When a borrower fails to live up to his or her obligations as recited in the loan documents, a lender sometimes has to resort to foreclosure in order to protect its investment. The most common types of obligations that borrowers fail to live up to are making their mortgage payments on time, physically keeping up their property in a satisfactory manner, keeping their property insured, and paying their property taxes on time.

Failure to Make Payments

This obligation is self-explanatory. Based upon the terms of the note and mortgage (or deed of trust) and the laws of the state in which the property is located, a lender is required to meet certain notice requirements before it can proceed with the foreclosure of the collateral property.

Borrowers sometimes try to forestall foreclosure by making partial payments, but the normal terms of promissory notes allow the lender to obviate continuing collection problems and accelerate the balance due on the loan. That is, the lender can require that the entire balance be repaid, which typically would require the borrower to refinance.

As an example, the following excerpt is from a standard Multistate Fixed Rate Note – Single Family – Fannie Mae/Freddie Mac Uniform Instrument promissory note Form 3200:

“1. BORROWER’S FAILURE TO PAY AS REQUIRED
“(A) Late Charge for Overdue Payments
If the Note Holder has not received the full amount of any monthly payment by the end of ___________ calendar days after the date it is due, I will pay a late charge to the Note Holder. The amount of the charge will be _____% of my overdue payment of principal and interest. I will pay this late charge promptly but only once on each late payment.
“(B) Default
If I do not pay the full amount of each monthly payment on the date it is due, I will be in default.
“(C) Notice of Default
If I am in default, the Note Holder may send me a written notice telling me that if I do not pay the overdue amount by a certain date, the Note Holder may require me to pay immediately the full amount of Principal which has not been paid and all the interest that I owe on that amount. That date must be at least 30 days after the date on which the notice is mailed to me or delivered by other means.
“(D) No Waiver By Note Holder
Even if, at a time when I am in default, the Note Holder does not require me to pay immediately in full as described above, the Note Holder will still have the right to do so if I am in default at a later time.
“(E) Payment of Note Holder’s Costs and Expenses
If the Note Holder has required me to pay immediately in full as described above, the Note Holder will have the right to be paid back by me for all of its costs and expenses in enforcing this Note to the extent not prohibited by applicable law. Those expenses include, for example, reasonable attorneys’ fees.”

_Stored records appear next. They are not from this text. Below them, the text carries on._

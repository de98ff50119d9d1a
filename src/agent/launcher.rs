//! Starting a capture agent inside a target context.

use std::collections::HashMap;
use std::sync::Arc;

use async_trait::async_trait;
use parking_lot::RwLock;
use tokio::sync::mpsc;
use url::Url;

use crate::agent::fetch::ResourceFetcher;
use crate::agent::page::PageDocument;
use crate::agent::pipeline::{AgentOptions, PageCaptureAgent};
use crate::capture::messages::{AgentCommand, AgentEnvelope};
use crate::capture::session::{SessionId, TargetContextId};
use crate::capture::CaptureError;
use crate::util::Clock;

const COMMAND_BUFFER: usize = 8;
const MESSAGE_BUFFER: usize = 32;

/// What the coordinator asks for when it starts a capture
#[derive(Debug, Clone, PartialEq, Eq)]
pub struct LaunchRequest {
    pub session_id: SessionId,
    pub target: TargetContextId,
    pub source_url: String,
}

/// The coordinator's end of a running agent: commands go in, tagged stage
/// results come out.
#[derive(Debug)]
pub struct AgentLink {
    pub commands: mpsc::Sender<AgentCommand>,
    pub messages: mpsc::Receiver<AgentEnvelope>,
}

impl AgentLink {
    pub fn new(
        commands: mpsc::Sender<AgentCommand>,
        messages: mpsc::Receiver<AgentEnvelope>,
    ) -> Self {
        Self { commands, messages }
    }

    /// Best-effort cancel. Never waits and never fails the caller.
    pub fn cancel(&self) {
        if let Err(e) = self.commands.try_send(AgentCommand::Cancel) {
            tracing::debug!(error = %e, "Cancel not delivered to agent");
        }
    }
}

/// Abstraction over how an agent gets into its target context
#[async_trait]
pub trait AgentLauncher: Send + Sync {
    /// Start an agent for `request`. The agent idles until it receives
    /// [`AgentCommand::Start`] on the returned link.
    async fn launch(&self, request: &LaunchRequest) -> Result<AgentLink, CaptureError>;
}

/// Spawn `agent` on the runtime and hand back its link.
pub fn spawn_agent(agent: PageCaptureAgent) -> AgentLink {
    let (command_tx, command_rx) = mpsc::channel(COMMAND_BUFFER);
    let (message_tx, message_rx) = mpsc::channel(MESSAGE_BUFFER);
    tokio::spawn(agent.run(command_rx, message_tx));
    AgentLink::new(command_tx, message_rx)
}

/// Launches [`PageCaptureAgent`]s against fetched or pre-registered pages.
///
/// A target with a registered document is captured from that document;
/// any other target is loaded by fetching the request's source URL.
pub struct PageLauncher {
    fetcher: Arc<dyn ResourceFetcher>,
    clock: Arc<dyn Clock>,
    options: AgentOptions,
    documents: RwLock<HashMap<TargetContextId, PageDocument>>,
}

impl PageLauncher {
    pub fn new(
        fetcher: Arc<dyn ResourceFetcher>,
        clock: Arc<dyn Clock>,
        options: AgentOptions,
    ) -> Self {
        Self {
            fetcher,
            clock,
            options,
            documents: RwLock::new(HashMap::new()),
        }
    }

    pub fn with_document(self, target: TargetContextId, document: PageDocument) -> Self {
        self.register_document(target, document);
        self
    }

    /// Make `document` the page loaded in `target`.
    pub fn register_document(&self, target: TargetContextId, document: PageDocument) {
        self.documents.write().insert(target, document);
    }

    async fn load(&self, request: &LaunchRequest) -> Result<PageDocument, CaptureError> {
        let registered = self.documents.read().get(&request.target).cloned();
        if let Some(document) = registered {
            return Ok(document);
        }

        let url = Url::parse(&request.source_url)
            .map_err(|e| CaptureError::Injection(format!("invalid page URL: {}", e)))?;
        let (final_url, html) = self
            .fetcher
            .fetch_document(&url)
            .await
            .map_err(|e| CaptureError::Injection(e.to_string()))?;
        Ok(PageDocument::new(html, final_url))
    }
}

#[async_trait]
impl AgentLauncher for PageLauncher {
    async fn launch(&self, request: &LaunchRequest) -> Result<AgentLink, CaptureError> {
        let document = self.load(request).await?;
        tracing::debug!(
            session_id = %request.session_id,
            context = %request.target,
            url = %document.url(),
            "Launching capture agent"
        );
        let agent = PageCaptureAgent::new(
            document,
            self.fetcher.clone(),
            self.clock.clone(),
            self.options.clone(),
        );
        Ok(spawn_agent(agent))
    }
}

The same basic requirements appear in paragraphs 1, 2, and 22 of the standard Security Deed (tantamount to a mortgage or a deed-of-trust) as they appear in my home state of Georgia on the following form: Georgia - Single Family – Fannie Mae/Freddie Mac Uniform Instrument, Form 3011.

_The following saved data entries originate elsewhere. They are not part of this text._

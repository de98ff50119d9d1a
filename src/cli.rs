//! CLI definitions for pagepack.

use std::path::PathBuf;

use clap::{Parser, Subcommand};

use pagepack::snapshot::SnapshotFormat;

/// pagepack CLI.
#[derive(Parser)]
#[command(name = "pagepack")]
#[command(about = "Capture a web page's markup, stylesheets and scripts into a zip archive")]
#[command(version)]
pub(crate) struct Cli {
    /// Data directory for config and logs (default: ~/.pagepack)
    #[arg(long, global = true)]
    pub data_dir: Option<PathBuf>,

    #[command(subcommand)]
    pub command: Commands,
}

#[derive(Subcommand)]
pub(crate) enum Commands {
    /// Capture a page into <title>-frontend.zip
    Capture {
        /// Page URL
        url: String,

        /// Title used for the archive name (default: the page's <title>)
        #[arg(long)]
        title: Option<String>,

        /// Capture this saved HTML file instead of fetching the page
        #[arg(long)]
        html_file: Option<PathBuf>,

        /// Output directory (default: [download] output_dir)
        #[arg(short, long)]
        out: Option<PathBuf>,

        /// Per-request timeout in seconds
        #[arg(long)]
        timeout: Option<u64>,

        /// Resources fetched at once within a category
        #[arg(long)]
        concurrency: Option<usize>,

        /// Replace an existing archive with the same name
        #[arg(long)]
        overwrite: bool,
    },

    /// Export a DOM snapshot of a page
    Snapshot {
        /// Page URL
        url: String,

        /// Snapshot this saved HTML file instead of fetching the page
        #[arg(long)]
        html_file: Option<PathBuf>,

        /// Output format
        #[arg(long, value_enum, default_value_t = SnapshotFormat::Json)]
        format: SnapshotFormat,

        /// Output file (default: <title>-snapshot.<ext> in the download directory)
        #[arg(short, long)]
        out: Option<PathBuf>,
    },
}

Failure to Physically Maintain the Collateral Property

This obligation involves a more subjective issue than does the failure to make payments issue. The borrower’s obligation to maintain the collateral property is contained in paragraph 7 of the security instrument, such as mortgage or deed-of-trust, or the Georgia Security Deed as mentioned above, and which is excerpted and cited here:

“7. Preservation, Maintenance and Protection of the Property; Inspections. Borrower shall not destroy, damage or impair the Property, allow the Property to deteriorate or commit waste on the Property. Whether or not Borrower is residing in the Property, Borrower shall maintain the Property in order to prevent the Property from deteriorating or decreasing in value due to its condition. Unless it is determined pursuant to Section 5 that repair or restoration is not economically feasible, Borrower shall promptly repair the Property if damaged to avoid further deterioration or damage. If insurance or condemnation proceeds are paid in connection with damage to, or the taking of, the Property, Borrower shall be responsible for repairing or restoring the Property only if Lender has released proceeds for such purposes. Lender may disburse proceeds for the repairs and restoration in a single payment or in a series of progress payments as the work is completed. If the insurance or condemnation proceeds are not sufficient to repair or restore the Property, Borrower is not relieved of Borrower’s obligation for the completion of such repair or restoration.
“Lender or its agent may make reasonable entries upon and inspections of the Property. If it has reasonable cause, Lender may inspect the interior of the improvements on the Property. Lender shall give Borrower notice at the time of or prior to such an interior inspection specifying such reasonable cause.”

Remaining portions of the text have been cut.